── MATERIAL SHOWN ──

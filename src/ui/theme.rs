use ratatui::style::Color;

pub struct Theme {
    pub fg: Color,
    pub primary: Color,   // Blue
    pub secondary: Color, // Orange
    pub comment: Color,   // Grey
    pub success: Color,   // Green
    pub error: Color,     // Red
    pub border_focused: Color,
    pub border_normal: Color,
    pub bar_bg: Color,
    pub mark_x: Color,    // Blue, the first player
    pub mark_o: Color,    // Orange, the second player
    pub winner_bg: Color, // Background for the three winning cells
    pub cursor_bg: Color, // Background for the board cursor cell
    pub selected: Color,  // The viewed entry in the move list
}

pub const DEFAULT_THEME: Theme = Theme {
    fg: Color::Rgb(205, 214, 244),
    primary: Color::Rgb(137, 180, 250),   // Blue
    secondary: Color::Rgb(250, 179, 135), // Orange
    comment: Color::Rgb(108, 112, 134),
    success: Color::Rgb(166, 227, 161),
    error: Color::Rgb(243, 139, 168),
    border_focused: Color::Rgb(249, 226, 175), // Yellow border for focus
    border_normal: Color::Rgb(108, 112, 134),  // Grey border for normal
    bar_bg: Color::Rgb(50, 50, 70),            // Slightly lighter BG for the status bar
    mark_x: Color::Rgb(137, 180, 250),
    mark_o: Color::Rgb(250, 179, 135),
    winner_bg: Color::Rgb(64, 90, 64),   // Dim green behind a completed line
    cursor_bg: Color::Rgb(69, 71, 90),   // Grey-blue behind the cursor cell
    selected: Color::Rgb(249, 226, 175), // Yellow for the viewed history entry
};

───

▶ **WHAT IS NEEDED**:
Check every line of the records, and copy the ones that hold the word "cursor".

▶ **FINISHED EXERCISE**:
    pub cursor_bg: Color, // Background for the board cursor cell
    cursor_bg: Color::Rgb(69, 71, 90),   // Grey-blue behind the cursor cell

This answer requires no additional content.